Graphene as an Active Substrate
Graphene, a zero-bandgap semiconductor, attracted much interest for its mechanical, optical, and electronic properties. From our point of view, the most exciting feature is the possibility of controlling its electronic properties, i.e., the type of charge carriers and their concentration, by the external electric field.
Obtaining gated graphene devices working in UHV is challenging due to residues from lithographic processing on the graphene substrate. To circumvent the need for lithography, we have developed contactless methods to dope graphene employing X-rays or low-energy electrons. The irradiation-induced charge trapped in the dielectric layer acts the same way as a gate electrode and can provide higher doping than the standard way.

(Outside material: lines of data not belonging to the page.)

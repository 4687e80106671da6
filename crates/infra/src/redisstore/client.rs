//! Redis connection management.
//!
//! Supported deployment modes:
//! - `standalone` (default): single instance via `addr`
//! - `sentinel`: high-availability via `sentinel_addrs` + `master_name`
//! - `cluster`: Redis Cluster via `cluster_addrs`

use std::str::FromStr;

use redis::aio::{ConnectionLike, ConnectionManager, MultiplexedConnection};
use redis::cluster::ClusterClient;
use redis::cluster_async::ClusterConnection;
use redis::sentinel::{SentinelClient, SentinelServerType};
use redis::{Cmd, Pipeline, RedisFuture, Value};
use tracing::info;

use redrive_core::SchedulerError;

/// Connection mode selector.
#[derive(Debug, Clone, Copy, Default, PartialEq, Eq)]
pub enum RedisMode {
    #[default]
    Standalone,
    Sentinel,
    Cluster,
}

impl FromStr for RedisMode {
    type Err = String;

    fn from_str(s: &str) -> Result<Self, Self::Err> {
        match s {
            "" | "standalone" => Ok(RedisMode::Standalone),
            "sentinel" => Ok(RedisMode::Sentinel),
            "cluster" => Ok(RedisMode::Cluster),
            other => Err(format!("unsupported redis mode {other:?}")),
        }
    }
}

/// Connection settings for the scheduler store.
#[derive(Debug, Clone, Default)]
pub struct RedisConfig {
    pub mode: RedisMode,
    /// `host:port` for standalone mode.
    pub addr: String,
    pub password: String,
    pub db: i64,
    pub sentinel_addrs: Vec<String>,
    pub master_name: String,
    pub cluster_addrs: Vec<String>,
}

/// Cloneable handle to the configured Redis deployment.
#[derive(Clone)]
pub enum RedisConn {
    Standalone(ConnectionManager),
    Sentinel(MultiplexedConnection),
    Cluster(ClusterConnection),
}

impl ConnectionLike for RedisConn {
    fn req_packed_command<'a>(&'a mut self, cmd: &'a Cmd) -> RedisFuture<'a, Value> {
        match self {
            RedisConn::Standalone(conn) => conn.req_packed_command(cmd),
            RedisConn::Sentinel(conn) => conn.req_packed_command(cmd),
            RedisConn::Cluster(conn) => conn.req_packed_command(cmd),
        }
    }

    fn req_packed_commands<'a>(
        &'a mut self,
        cmd: &'a Pipeline,
        offset: usize,
        count: usize,
    ) -> RedisFuture<'a, Vec<Value>> {
        match self {
            RedisConn::Standalone(conn) => conn.req_packed_commands(cmd, offset, count),
            RedisConn::Sentinel(conn) => conn.req_packed_commands(cmd, offset, count),
            RedisConn::Cluster(conn) => conn.req_packed_commands(cmd, offset, count),
        }
    }

    fn get_db(&self) -> i64 {
        match self {
            RedisConn::Standalone(conn) => conn.get_db(),
            RedisConn::Sentinel(conn) => conn.get_db(),
            RedisConn::Cluster(conn) => conn.get_db(),
        }
    }
}

/// Connect according to `cfg` and verify the connection with a ping.
pub async fn connect(cfg: &RedisConfig) -> Result<RedisConn, SchedulerError> {
    let mut conn = match cfg.mode {
        RedisMode::Standalone => {
            info!(addr = %cfg.addr, "connecting to redis standalone");
            let client = redis::Client::open(redis_url(&cfg.addr, &cfg.password, Some(cfg.db)))
                .map_err(store_err)?;
            RedisConn::Standalone(client.get_connection_manager().await.map_err(store_err)?)
        }
        RedisMode::Sentinel => {
            info!(
                master = %cfg.master_name,
                sentinels = ?cfg.sentinel_addrs,
                "connecting to redis via sentinel"
            );
            let addrs: Vec<String> = cfg
                .sentinel_addrs
                .iter()
                .map(|addr| redis_url(addr, "", None))
                .collect();
            let mut client = SentinelClient::build(
                addrs,
                cfg.master_name.clone(),
                None,
                SentinelServerType::Master,
            )
            .map_err(store_err)?;
            RedisConn::Sentinel(client.get_async_connection().await.map_err(store_err)?)
        }
        RedisMode::Cluster => {
            info!(addrs = ?cfg.cluster_addrs, "connecting to redis cluster");
            let addrs: Vec<String> = cfg
                .cluster_addrs
                .iter()
                .map(|addr| redis_url(addr, &cfg.password, None))
                .collect();
            let client = ClusterClient::new(addrs).map_err(store_err)?;
            RedisConn::Cluster(client.get_async_connection().await.map_err(store_err)?)
        }
    };

    let _: String = redis::cmd("PING")
        .query_async(&mut conn)
        .await
        .map_err(|err| SchedulerError::Store(format!("redis ping: {err}")))?;

    Ok(conn)
}

fn redis_url(addr: &str, password: &str, db: Option<i64>) -> String {
    let mut url = String::from("redis://");
    if !password.is_empty() {
        url.push(':');
        url.push_str(password);
        url.push('@');
    }
    url.push_str(addr);
    if let Some(db) = db {
        url.push('/');
        url.push_str(&db.to_string());
    }
    url
}

fn store_err(err: redis::RedisError) -> SchedulerError {
    SchedulerError::Store(err.to_string())
}

#[cfg(test)]
mod tests {
    use super::*;

    #[test]
    fn mode_parses_known_values() {
        assert_eq!("standalone".parse::<RedisMode>(), Ok(RedisMode::Standalone));
        assert_eq!("".parse::<RedisMode>(), Ok(RedisMode::Standalone));
        assert_eq!("sentinel".parse::<RedisMode>(), Ok(RedisMode::Sentinel));
        assert_eq!("cluster".parse::<RedisMode>(), Ok(RedisMode::Cluster));
        assert!("memcached".parse::<RedisMode>().is_err());
    }

    #[test]
    fn url_includes_password_and_db_when_present() {
        assert_eq!(redis_url("localhost:6379", "", Some(0)), "redis://localhost:6379/0");
        assert_eq!(
            redis_url("localhost:6379", "hunter2", Some(3)),
            "redis://:hunter2@localhost:6379/3"
        );
        assert_eq!(redis_url("10.0.0.1:26379", "", None), "redis://10.0.0.1:26379");
    }
}
//! Production wiring: connect the store, choose producers, assemble the
//! task service.

use std::sync::Arc;

use tracing::info;

use redrive_core::{HealthCheck, MessageProducer, TaskService};
use redrive_infra::{
    connect, DestinationKafkaProducer, HttpProducer, KafkaProducer, ProducerRouter, RedisHealth,
    RedisScheduler,
};

use crate::config::Config;

pub struct Services {
    pub task_service: Arc<TaskService>,
    pub producer: Arc<dyn MessageProducer>,
    pub health_checks: Vec<Arc<dyn HealthCheck>>,
}

/// Build the production service graph from configuration.
pub async fn build(cfg: &Config) -> Result<Services, Box<dyn std::error::Error + Send + Sync>> {
    let conn = connect(&cfg.redis).await?;
    let scheduler = Arc::new(RedisScheduler::new(conn.clone()));

    let kafka: Arc<dyn MessageProducer> = if cfg.kafka_brokers.is_empty() {
        info!("no kafka brokers configured, using per-destination writers");
        Arc::new(DestinationKafkaProducer::new())
    } else {
        Arc::new(KafkaProducer::new(&cfg.kafka_brokers)?)
    };
    let http = Arc::new(HttpProducer::new()?);
    let producer: Arc<dyn MessageProducer> = Arc::new(ProducerRouter::new(kafka, http));

    let task_service =
        Arc::new(TaskService::new(scheduler, producer.clone()).with_batch_size(cfg.batch_size));

    let health_checks: Vec<Arc<dyn HealthCheck>> = vec![Arc::new(RedisHealth::new(conn))];

    Ok(Services {
        task_service,
        producer,
        health_checks,
    })
}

Another challenge is to prepare 2D metal-organic frameworks on a graphene substrate. We have developed a synthetic methodology to incorporate transition metal atoms and TCNQ molecules into the network on a graphene substrate.

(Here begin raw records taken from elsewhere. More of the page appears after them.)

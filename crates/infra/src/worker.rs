//! Delivery worker: polls the task service at a fixed interval.

use std::sync::Arc;
use std::time::Duration;

use tokio::time::{self, MissedTickBehavior};
use tokio_util::sync::CancellationToken;
use tracing::{error, info};

use redrive_core::TaskProcessor;

/// Cooperative polling loop around [`TaskProcessor::process_due_tasks`].
///
/// Processing errors are logged and the loop keeps running; it only
/// exits on cancellation. Horizontal parallelism comes from running more
/// replicas, not from fanning out within one.
pub struct DeliveryWorker {
    service: Arc<dyn TaskProcessor>,
    poll_interval: Duration,
}

impl DeliveryWorker {
    pub fn new(service: Arc<dyn TaskProcessor>, poll_interval: Duration) -> Self {
        Self {
            service,
            poll_interval,
        }
    }

    /// Run the polling loop until `cancel` is triggered. Returns after at
    /// most one in-flight processing iteration once cancelled.
    pub async fn run(&self, cancel: CancellationToken) {
        info!(poll_interval_ms = self.poll_interval.as_millis() as u64, "worker started");

        let start = time::Instant::now() + self.poll_interval;
        let mut ticker = time::interval_at(start, self.poll_interval);
        ticker.set_missed_tick_behavior(MissedTickBehavior::Delay);

        loop {
            tokio::select! {
                _ = cancel.cancelled() => {
                    info!("worker shutting down");
                    return;
                }
                _ = ticker.tick() => {
                    if let Err(err) = self.service.process_due_tasks().await {
                        error!(error = %err, "error processing due tasks");
                    }
                }
            }
        }
    }
}
//! Error taxonomy.
//!
//! Ingress-facing errors (`Invalid`, `ScheduleFailed`) propagate to the
//! caller with a stable shape; background errors (fetch, delivery,
//! dead-letter, corrupt entries) are absorbed by the worker and logged.

use thiserror::Error;

/// Errors surfaced by the task service to its callers.
#[derive(Debug, Error)]
pub enum TaskError {
    /// Validation rejection; never retried.
    #[error("invalid task: {0}")]
    Invalid(String),

    /// The store write failed; the task was never persisted.
    #[error("failed to schedule task: {0}")]
    ScheduleFailed(#[source] SchedulerError),

    /// The store read failed during polling.
    #[error("fetching due tasks: {0}")]
    FetchFailed(#[source] SchedulerError),
}

/// Errors from the scheduling store.
#[derive(Debug, Error)]
pub enum SchedulerError {
    #[error("serializing task: {0}")]
    Serialize(#[from] serde_json::Error),

    #[error("store error: {0}")]
    Store(String),
}

/// Errors from message producers.
#[derive(Debug, Error)]
pub enum ProduceError {
    /// The destination does not carry the fields its producer needs.
    #[error("invalid destination: {0}")]
    InvalidDestination(String),

    #[error("{0}")]
    Transport(String),

    /// Non-2xx HTTP response; `body` is a bounded prefix of the response.
    #[error("http request failed with status {status}: {body}")]
    Status { status: u16, body: String },

    #[error("{0}")]
    Close(String),
}

/// A failed health probe.
#[derive(Debug, Error)]
#[error("{0}")]
pub struct HealthError(pub String);
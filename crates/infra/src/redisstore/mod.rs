//! Redis-backed scheduler store and health probe.

mod client;
mod health;
mod scheduler;

pub use client::{connect, RedisConfig, RedisConn, RedisMode};
pub use health::RedisHealth;
pub use scheduler::RedisScheduler;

Metal-Organic Frameworks on Graphene
We have successfully synthesized metal-organic frameworks (MOFs) M-TCNQ (M = Ni, Fe, Mn) on epitaxial graphene/Ir(111), showing a single phase with M 1(TCNQ)1 stoichiometry. We demonstrate a remarkable chemical and thermal stability of TCNQ-based 2D MOFs: all the studied systems survive exposure to ambient conditions, with Ni-TCNQ doing so without any significant changes to its atomic-scale structure or chemical state. Thermally, the most stable system is Fe-TCNQ which remains stable above 500 °C, while all the tested MOFs survive heating to 250 °C. Overall, the modular M-TCNQ/graphene system combines the atomic-scale definition required for fundamental studies with the robustness and stability needed for applications; thus, we consider it an ideal model for research in single-atom catalysis, spintronics, or high-density storage media.
Z. Jakub et al.
: Remarkably stable metal-organic frameworks on an inert substrate: M-TCNQ on graphene (M = Mn, Fe, Ni).

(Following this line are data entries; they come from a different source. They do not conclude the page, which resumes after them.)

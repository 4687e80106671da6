//! The task entity and its retry accounting.

use std::time::Duration;

use serde::{Deserialize, Serialize};

use crate::destination::{Destination, DestinationKind};

/// A retryable unit of delivery work.
///
/// Field order matches the canonical storage encoding; `attempt` counts
/// delivery attempts already made (zero on first enqueue).
#[derive(Debug, Clone, PartialEq, Serialize, Deserialize)]
pub struct Task {
    pub id: String,
    pub attempt: u32,
    pub source: String,
    pub destination: Destination,
    #[serde(default)]
    pub dead_destination: Destination,
    pub max_retries: u32,
    pub base_delay: u64,
    pub client_id: String,
    pub is_priority: bool,
    pub message_data: String,
    pub destination_type: DestinationKind,
}

impl Task {
    /// Advance the attempt counter by one.
    pub fn increment_attempt(&mut self) {
        self.attempt += 1;
    }

    /// Whether the task can still be retried.
    pub fn has_retries_left(&self) -> bool {
        self.attempt <= self.max_retries
    }

    /// Whether the task has exhausted all retries and should be routed to
    /// its dead-letter destination.
    pub fn should_send_to_dead_destination(&self) -> bool {
        !self.has_retries_left()
    }

    /// Exponential backoff for the current attempt:
    /// `base_delay * 2^(attempt - 1)`, saturating instead of overflowing.
    pub fn next_retry_delay(&self) -> Duration {
        let exponent = self.attempt.saturating_sub(1);
        let multiplier = 1u64.checked_shl(exponent).unwrap_or(u64::MAX);
        Duration::from_secs(self.base_delay.saturating_mul(multiplier))
    }

    /// Message key for a delivery attempt: `"{id}|{attempt}"`.
    /// Downstream consumers rely on this format to observe retry lineage.
    pub fn delivery_key(&self) -> String {
        format!("{}|{}", self.id, self.attempt)
    }

    /// Message key for the dead-letter dispatch: `"{id}|dead|{attempt}"`.
    pub fn dead_letter_key(&self) -> String {
        format!("{}|dead|{}", self.id, self.attempt)
    }
}

#[cfg(test)]
mod tests {
    use super::*;

    fn task(attempt: u32, max_retries: u32, base_delay: u64) -> Task {
        Task {
            id: "task-1".to_string(),
            attempt,
            source: "test-app".to_string(),
            destination: Destination::kafka("localhost", "9092", "my-topic"),
            dead_destination: Destination::kafka("localhost", "9092", "dead-topic"),
            max_retries,
            base_delay,
            client_id: "client-1".to_string(),
            is_priority: false,
            message_data: "test message data".to_string(),
            destination_type: DestinationKind::Kafka,
        }
    }

    #[test]
    fn increment_attempt_advances_counter() {
        let mut t = task(0, 3, 2);
        t.increment_attempt();
        assert_eq!(t.attempt, 1);
    }

    #[test]
    fn has_retries_left_cases() {
        let cases = [
            // (attempt, max_retries, want)
            (0, 3, true),
            (3, 3, true),
            (4, 3, false),
            (1, 0, false),
        ];
        for (attempt, max_retries, want) in cases {
            let t = task(attempt, max_retries, 2);
            assert_eq!(
                t.has_retries_left(),
                want,
                "attempt={attempt} max_retries={max_retries}"
            );
        }
    }

    #[test]
    fn next_retry_delay_doubles_per_attempt() {
        let cases = [
            // (attempt, base_delay, want_secs)
            (1, 2, 2),
            (2, 2, 4),
            (3, 2, 8),
            (0, 1, 1),
            (4, 1, 8),
        ];
        for (attempt, base_delay, want) in cases {
            let t = task(attempt, 100, base_delay);
            assert_eq!(
                t.next_retry_delay(),
                Duration::from_secs(want),
                "attempt={attempt} base_delay={base_delay}"
            );
        }
    }

    #[test]
    fn next_retry_delay_saturates_on_large_attempts() {
        let t = task(100, 100, 3600);
        assert_eq!(t.next_retry_delay(), Duration::from_secs(u64::MAX));
    }

    #[test]
    fn should_send_to_dead_destination_cases() {
        assert!(!task(1, 3, 2).should_send_to_dead_destination());
        assert!(task(4, 3, 2).should_send_to_dead_destination());
    }

    #[test]
    fn delivery_keys_embed_id_and_attempt() {
        let t = task(2, 3, 2);
        assert_eq!(t.delivery_key(), "task-1|2");
        assert_eq!(t.dead_letter_key(), "task-1|dead|2");
    }

    #[test]
    fn task_round_trips_through_json() {
        let mut t = task(3, 5, 7);
        t.is_priority = true;
        t.dead_destination = Destination::Unset;

        let encoded = serde_json::to_string(&t).unwrap();
        let decoded: Task = serde_json::from_str(&encoded).unwrap();
        assert_eq!(decoded, t);
    }

    #[test]
    fn http_task_round_trips_through_json() {
        let t = Task {
            destination: Destination::http("http://localhost:8090/webhook"),
            dead_destination: Destination::http("http://localhost:8090/dead"),
            destination_type: DestinationKind::Http,
            ..task(0, 3, 2)
        };

        let encoded = serde_json::to_string(&t).unwrap();
        let decoded: Task = serde_json::from_str(&encoded).unwrap();
        assert_eq!(decoded, t);
    }

    #[test]
    fn encoding_uses_the_canonical_field_set() {
        let value = serde_json::to_value(task(0, 3, 2)).unwrap();
        let object = value.as_object().unwrap();

        let mut keys: Vec<&str> = object.keys().map(String::as_str).collect();
        keys.sort_unstable();
        assert_eq!(
            keys,
            [
                "attempt",
                "base_delay",
                "client_id",
                "dead_destination",
                "destination",
                "destination_type",
                "id",
                "is_priority",
                "max_retries",
                "message_data",
                "source",
            ]
        );
        assert_eq!(object["destination_type"], "kafka");
    }
}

Nanoscale 14 (2022), 9507.
Electron Beam Doping
We employ the low energy electron beam irradiation to induce both n- and p-doping in the graphene layer. The type of dominant charge carriers induced in the graphene depends on the applied gate voltage. Irradiation of the graphene layer at the gate voltages higher (lower) than a specific threshold voltage VT value results in negative (positive) graphene doping. By designing the irradiation protocol a desired CNP position can be set.
V. Stará, P. Procházka, D. Mareček, T. Šikola, J. Čechal: Nanoscale 10, (2018), 17520.
X-Ray Doping
We have shown that the X-ray irradiation at the zero applied gate voltage causes very strong negative doping of graphene, which is explained by X-ray radiation induced charging of defects in the gate dielectric. The induced charge can be neutralized and compensated if the graphene device is irradiated by X-rays at a negative gate voltage: the charge neutrality point shifts back to zero voltage.
P. Procházka, D. Mareček, Z. Lišková, J. Čechal, T. Šikola, Sci. Rep. 7 (2017), 563.